DATA FOR PROCESSING:
>>
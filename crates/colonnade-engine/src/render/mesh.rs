use wgpu::util::DeviceExt;

use crate::scene::{MeshGeometry, Vertex};

pub(crate) fn vertex_layout() -> wgpu::VertexBufferLayout<'static> {
    const ATTRS: [wgpu::VertexAttribute; 3] = wgpu::vertex_attr_array![
        0 => Float32x3, // position
        1 => Float32x3, // normal
        2 => Float32x2  // uv
    ];

    wgpu::VertexBufferLayout {
        array_stride: std::mem::size_of::<Vertex>() as u64,
        step_mode: wgpu::VertexStepMode::Vertex,
        attributes: &ATTRS,
    }
}

/// Immutable vertex/index buffers for a `MeshGeometry`.
///
/// Uploaded once; the GPU reads them every frame without per-frame copies.
pub struct GpuMesh {
    pub vertex_buffer: wgpu::Buffer,
    pub index_buffer: wgpu::Buffer,
    pub index_count: u32,
}

impl GpuMesh {
    pub fn new(device: &wgpu::Device, geometry: &MeshGeometry) -> Self {
        let vertex_buffer = device.create_buffer_init(&wgpu::util::BufferInitDescriptor {
            label: Some("colonnade scene vbo"),
            contents: bytemuck::cast_slice(geometry.vertices()),
            usage: wgpu::BufferUsages::VERTEX,
        });

        let index_buffer = device.create_buffer_init(&wgpu::util::BufferInitDescriptor {
            label: Some("colonnade scene ibo"),
            contents: bytemuck::cast_slice(geometry.indices()),
            usage: wgpu::BufferUsages::INDEX,
        });

        log::debug!(
            "scene geometry uploaded: {} vertices, {} indices",
            geometry.vertices().len(),
            geometry.indices().len()
        );

        Self {
            vertex_buffer,
            index_buffer,
            index_count: geometry.indices().len() as u32,
        }
    }
}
<<
AIM OF THE TASK: Set down the data in full, word for word.

EXERCISE ANSWER:
filename crates/colonnade-engine/src/render/mesh.rs
use wgpu::util::DeviceExt;

use crate::scene::{MeshGeometry, Vertex};

pub(crate) fn vertex_layout() -> wgpu::VertexBufferLayout<'static> {
    const ATTRS: [wgpu::VertexAttribute; 3] = wgpu::vertex_attr_array![
        0 => Float32x3, // position
        1 => Float32x3, // normal
        2 => Float32x2  // uv
    ];

    wgpu::VertexBufferLayout {
        array_stride: std::mem::size_of::<Vertex>() as u64,
        step_mode: wgpu::VertexStepMode::Vertex,
        attributes: &ATTRS,
    }
}

/// Immutable vertex/index buffers for a `MeshGeometry`.
///
/// Uploaded once; the GPU reads them every frame without per-frame copies.
pub struct GpuMesh {
    pub vertex_buffer: wgpu::Buffer,
    pub index_buffer: wgpu::Buffer,
    pub index_count: u32,
}

impl GpuMesh {
    pub fn new(device: &wgpu::Device, geometry: &MeshGeometry) -> Self {
        let vertex_buffer = device.create_buffer_init(&wgpu::util::BufferInitDescriptor {
            label: Some("colonnade scene vbo"),
            contents: bytemuck::cast_slice(geometry.vertices()),
            usage: wgpu::BufferUsages::VERTEX,
        });

        let index_buffer = device.create_buffer_init(&wgpu::util::BufferInitDescriptor {
            label: Some("colonnade scene ibo"),
            contents: bytemuck::cast_slice(geometry.indices()),
            usage: wgpu::BufferUsages::INDEX,
        });

        log::debug!(
            "scene geometry uploaded: {} vertices, {} indices",
            geometry.vertices().len(),
            geometry.indices().len()
        );

        Self {
            vertex_buffer,
            index_buffer,
            index_count: geometry.indices().len() as u32,
        }
    }
}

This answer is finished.